I was absolutely delighted when the doctor offered to write a guest post about time travel. No, not the Doctor, but fellow author of time travel novels, Doctor Ann Nyland, who also offered two copies of her time travel novel, Hedgeland, as a giveaway (now closed). Here’s Ann…


A time travel machine, yesterday.

There are several theories of time travel. Einstein’s theory of relativity predicted wormholes, which are a way to pass from one place to another without traveling through the space. A wormhole is like a shortcut. As an example, let’s say that there was a wormhole between London and New York. This would mean that someone would be able to leave New York, enter the wormhole, and arrive in London a few minutes later. Of course there isn’t a wormhole (as far as we know!) between London and New York, so people have to use the traditional methods of travel.
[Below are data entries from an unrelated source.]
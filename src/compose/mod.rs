//! Primitive composition and raster post-processing
//!
//! This module contains the drawing core: the randomized compositor, the
//! shape geometry it draws from, the surface it draws onto, and the grain
//! pass applied to the finished raster.

/// Randomized composition of primitives onto a canvas
pub mod compositor;
/// Pixel-level grain texture pass
pub mod grain;
/// Shape variants and path construction
pub mod shapes;
/// Owned drawing surface with per-primitive transforms
pub mod surface;

pub use compositor::{ArtConfig, Composed, compose};
pub use grain::apply_grain;
pub use shapes::ShapeType;
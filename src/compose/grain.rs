//! Grain post-processing pass for a printed, non-flat texture
//!
//! Runs once per composition, after all primitives are drawn and before
//! any derivative is produced.

use crate::io::configuration::GRAIN_INTENSITY;
use rand::Rng;
use tiny_skia::Pixmap;

/// Perturb every pixel's color channels with bounded monochromatic noise
///
/// One noise value is drawn per pixel and added to the red, green, and
/// blue channels alike; the alpha channel is untouched. Channels are
/// clamped to [0, 255] after the addition. The composition raster is
/// fully opaque at this point, so its premultiplied storage coincides
/// with straight RGBA and the pass can operate on the raw bytes.
pub fn apply_grain<R: Rng>(pixmap: &mut Pixmap, rng: &mut R) {
    for pixel in pixmap.data_mut().chunks_exact_mut(4) {
        let noise = (rng.random::<f64>() - 0.5) * GRAIN_INTENSITY * 255.0;
        if let [r, g, b, _alpha] = pixel {
            for channel in [r, g, b] {
                *channel = (f64::from(*channel) + noise).clamp(0.0, 255.0) as u8;
            }
        }
    }
}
Scientists do now know that wormholes do exist, and that time travel via one of these worm holes is indeed possible, but these wormholes are minute, so tiny that even a flea would not be able to go through. The famous scientist Stephen Hawking has said that if a wormhole is between two points of time rather than two points of space, then time travel is possible. Hawking says time travel is indeed possible, but only time travel to the future.

It has been known for some time that time travels faster in space than it does down on earth. It is also scientifically accepted that traveling near the speed of light will cause someone to time travel to the future. Of course, we haven’t traveled anywhere near as fast as the speed of light yet. If you traveled around the earth at the speed of light, you would go around the earth seven times in one second.

Time travel does present us with paradoxes. The most well-known paradox is the grandmother paradox. Imagine if you went back to the past and killed your own grandmother when she was a baby. Then, in theory, you would never have been born, so how did you go back and kill your own grandmother? There are three theoretical ways around this.

The first theory is that the past is predestined and defined, that backward time travel is only possible if everything the time travel does in the past is already fixed and part of history. The past is an unchangeable constant. You, the time traveler, will not be able to kill your grandmother as circumstances will prevent you, no matter how you try. In the Doctor Who episode The Waters of Mars, the Doctor realizes that Captain Adelaide Brooke’s death on Mars is a “fixed point in time” and so he must not intervene, but then changes his mind and takes her to Earth. Captain Brooke immediately commits suicide on Earth, which suggests that her death was predestined and defined. The second theory is that when you, the time traveler, kill your grandmother, you immediately create a parallel world.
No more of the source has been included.